A popular and powerful statistical technique used in pairs trading is cointegration, which is the identification of a linear combination of multiple non-stationary data series to form a stationary (and hence predictable) series.

Trading Algorithms

In recent years, computer algorithms have become the decision-making machines behind many trading strategies. The ability to deal with large numbers of inputs, utilise long variable histories, and quickly evaluate quantitative conditions to produce a trading signal, have made algorithmic trading systems the natural evolutionary step in high-frequency financial applications. Originally the main focus of algorithmic trading systems was in neutral impact market strategies (e.g. Volume Weighted Average Price and Time Weighted Average Price trading), however, their scope has widened considerably, and much of the work previously performed by manual systematic traders can now be done by “black box” algorithms.

Trading algorithms are no different from human traders in that they need an unambiguous measure of performance – i.e. risk versus return. The ubiquitous Sharpe ratio (\(\frac{\mu_r – \mu_f}{\sigma}\)) is a popular measure, although other measures are also used. A measure of trading performance that is commonly used is that of total return, which is defined as

\[ R_T \equiv \sum_{j=1}^{n}r_j \]

over a number of transactions n, and a return per transaction \(r_j\). The annualized total return is defined as \(R_A = R_T \frac{d_A}{d_T}\), where \(d_A\) is the number of trading days in a year, and \(d_T\) is the number of days in the trading period specified by \(R_T\). The maximum drawdown over a certain time period is defined as \(D_T \equiv \max(R_{t_a}-R_{t_b}|t_0 \leq t_a \leq t_b \leq t_E)\), where \(T = t_E – t_0\), and \(R_{t_a}\) and \(R_{t_b}\) are the total returns of the periods from \(t_0\) to \(t_a\) and \(t_b\) respectively. A resulting indicator is the Stirling Ratio, which is defined as

\[ SR = \frac{R_T}{D_T} \]

High-frequency tick data possesses certain characteristics which are not as apparent in aggregated data. Some of these characteristics include:

  • Non-normal characteristic probability distributions.

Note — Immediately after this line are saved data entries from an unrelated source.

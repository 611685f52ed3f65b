//! Model types shared by provider clients.

use crate::model::provider::ProviderId;

/// Result of probing a provider endpoint.
#[derive(Debug, Clone, PartialEq, Eq, serde::Serialize)]
pub struct ProviderHealth {
    pub available: bool,
    pub provider: ProviderId,
}

/// Provider and model currently serving a session.
#[derive(Debug, Clone, PartialEq, Eq, serde::Serialize)]
pub struct ModelSelection {
    pub provider: String,
    pub model: String,
}

#[derive(Debug, thiserror::Error)]
pub enum ModelError {
    #[error("request failed: {0}")]
    Request(String),
    #[error("invalid response: {0}")]
    InvalidResponse(String),
    #[error("auth error: {0}")]
    Auth(String),
    #[error("empty response from {0}")]
    Empty(String),
}
//! LocLM terminal front-end.
//!
//! Reads prompts line by line from stdin and prints the agent's replies.
//! Lines starting with `/` are session commands.

use std::path::PathBuf;
use std::str::FromStr;

use clap::Parser;
use tokio::io::{AsyncBufReadExt, AsyncWriteExt, BufReader};

use loclm_lib::model::{parse_model_override, ModelCatalog, ProviderId};
use loclm_lib::runtime::planner::format_plan;
use loclm_lib::{AgentConfig, AgentLoop, AgentMode, AgentResponse, AppError, ProviderConfig};

/// LocLM - a local coding agent
#[derive(Parser, Debug)]
#[command(name = "loclm")]
#[command(author, version, about, long_about = None)]
struct Cli {
    /// Workspace directory the agent may touch
    #[arg(short = 'C', long)]
    workspace: Option<PathBuf>,

    /// Start in `chat` or `agent` mode
    #[arg(long, default_value = "chat")]
    mode: String,

    /// LLM provider: groq, ollama or openai
    #[arg(long)]
    provider: Option<String>,

    /// Model name, optionally `<provider>/<model>`
    #[arg(long)]
    model: Option<String>,

    /// Directory of script tools
    #[arg(long)]
    tools_dir: Option<PathBuf>,
}

#[derive(Debug, Clone, PartialEq, Eq)]
enum Command {
    Mode(Option<AgentMode>),
    Plan(String),
    Changes,
    Diff(Option<String>),
    Tools { json: bool },
    Models,
    Health,
    Reset,
    Quit,
    Help,
    Unknown(String),
}

impl Command {
    /// Parses a `/command arg` line. Returns None for ordinary prompts.
    fn parse(line: &str) -> Option<Self> {
        let rest = line.trim().strip_prefix('/')?;
        let (name, arg) = match rest.split_once(char::is_whitespace) {
            Some((name, arg)) => (name, arg.trim()),
            None => (rest, ""),
        };
        let arg = (!arg.is_empty()).then(|| arg.to_string());
        Some(match name {
            "mode" => Command::Mode(arg.and_then(|a| AgentMode::from_str(&a).ok())),
            "plan" => match arg {
                Some(request) => Command::Plan(request),
                None => Command::Unknown("/plan needs a request".to_string()),
            },
            "changes" => Command::Changes,
            "diff" => Command::Diff(arg),
            "tools" => Command::Tools {
                json: arg.as_deref() == Some("json"),
            },
            "models" => Command::Models,
            "health" => Command::Health,
            "reset" => Command::Reset,
            "quit" | "exit" => Command::Quit,
            "help" => Command::Help,
            other => Command::Unknown(format!("unknown command /{other}")),
        })
    }
}

const HELP: &str = "Commands:
  /mode [chat|agent]  show or switch mode
  /plan <request>     ask for a plan without executing it
  /changes            summary of files changed this session
  /diff [path]        unified diff of one or all changed files
  /tools [json]       list available tools, or their JSON schemas
  /models             list known models per provider
  /health             check the provider
  /reset              clear history, changes and plan
  /quit               exit";

#[tokio::main]
async fn main() -> Result<(), AppError> {
    let _ = dotenvy::dotenv();
    loclm_lib::init_tracing();

    let cli = Cli::parse();
    let config = build_config(&cli)?;
    let mode = AgentMode::from_str(&cli.mode).map_err(AppError::Config)?;

    let mut agent = AgentLoop::new(config)?.with_mode(mode);
    let info = agent.model_info();
    println!(
        "loclm | {} {} | {} mode | workspace {}",
        info.provider,
        info.model,
        agent.mode(),
        agent.workspace().display()
    );
    println!("Type /help for commands.");

    let mut lines = BufReader::new(tokio::io::stdin()).lines();
    let mut stdout = tokio::io::stdout();
    loop {
        stdout.write_all(b"> ").await?;
        stdout.flush().await?;
        let Some(line) = lines.next_line().await? else {
            break;
        };
        let line = line.trim();
        if line.is_empty() {
            continue;
        }

        match Command::parse(line) {
            Some(Command::Quit) => break,
            Some(command) => run_command(&mut agent, command).await,
            None => {
                let response = agent.process(line).await;
                print_response(&response);
            }
        }
    }

    Ok(())
}

fn build_config(cli: &Cli) -> Result<AgentConfig, AppError> {
    let mut config = AgentConfig::from_env()?;
    if let Some(workspace) = &cli.workspace {
        config.workspace = workspace.clone();
    }
    if let Some(tools_dir) = &cli.tools_dir {
        config.tools_dir = Some(tools_dir.clone());
    }

    let (model_provider, model) = match &cli.model {
        Some(raw) => {
            let (provider, model) = parse_model_override(raw);
            (provider, Some(model))
        }
        None => (None, None),
    };
    let flag_provider = cli
        .provider
        .as_deref()
        .map(ProviderId::from_str)
        .transpose()
        .map_err(AppError::Config)?;

    if let Some(provider) = flag_provider.or(model_provider) {
        if provider != config.provider.provider {
            config.provider = ProviderConfig::from_env(provider);
        }
    }
    config.provider = config.provider.with_model(model);
    Ok(config)
}

async fn run_command(agent: &mut AgentLoop, command: Command) {
    match command {
        Command::Mode(None) => println!("mode: {}", agent.mode()),
        Command::Mode(Some(mode)) => {
            agent.set_mode(mode);
            println!("mode: {mode}");
        }
        Command::Plan(request) => match agent.plan(&request).await {
            Some(plan) => println!("{}", format_plan(&plan)),
            None => println!("No plan could be parsed from the model's reply."),
        },
        Command::Changes => {
            let summary = agent.change_summary();
            if summary.total_files == 0 {
                println!("No file changes.");
                return;
            }
            println!(
                "{} file(s): {} created, {} modified, {} deleted",
                summary.total_files, summary.created, summary.modified, summary.deleted
            );
            for file in summary.files {
                println!("  {} {}", file.operation, file.path);
            }
        }
        Command::Diff(path) => match agent.generate_diff(path.as_deref()) {
            Some(diff) => println!("{diff}"),
            None => println!("No changes."),
        },
        Command::Tools { json: false } => println!("{}", agent.tools().middleware().tool_help(None)),
        Command::Tools { json: true } => {
            match serde_json::to_string_pretty(&agent.tools().descriptors()) {
                Ok(catalog) => println!("{catalog}"),
                Err(err) => println!("Could not render tool catalog: {err}"),
            }
        }
        Command::Models => {
            let current = agent.model_info();
            for entry in ModelCatalog::all_models() {
                println!("{}:", entry.provider);
                for model in entry.models {
                    let marker = if model.name == current.model { "*" } else { " " };
                    println!(
                        " {marker} {} ({}k context) {}",
                        model.name,
                        model.context_window / 1000,
                        model.description
                    );
                }
            }
        }
        Command::Health => {
            let health = agent.check_provider_health().await;
            let status = if health.available { "available" } else { "unavailable" };
            println!("{}: {status}", health.provider);
        }
        Command::Reset => {
            agent.reset();
            println!("Session reset.");
        }
        Command::Help => println!("{HELP}"),
        Command::Unknown(message) => println!("{message}. Type /help for commands."),
        Command::Quit => {}
    }
}

fn print_response(response: &AgentResponse) {
    if let Some(plan) = &response.plan {
        println!("{}\n", format_plan(plan));
    }
    for call in &response.tool_calls {
        println!("[{}] {}", call.status, call.tool);
        for warning in &call.warnings {
            println!("  ! {warning}");
        }
    }
    println!("{}", response.response);
}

High-frequency data may have large kurtosis (heavy tails), and be asymmetrically skewed;
  • Diurnal seasonality – an intraday seasonal pattern influenced by the restrictions on trading times in markets. For instance, trading activity may be busiest at the start and end of the trading day. This may not apply so much to foreign exchange, as the FX market is a decentralized 24-hour operation, however, we may see trend patterns in tick interarrival times around business end-of-day times in particular locations;
  • Real-time high frequency data may contain errors, missing or duplicated tick values, or other anomalies. Whilst historical data feeds will normally contain corrections to data anomalies, real-time data collection processes must be aware of the fact that adjustments may need to be made to the incoming data feeds.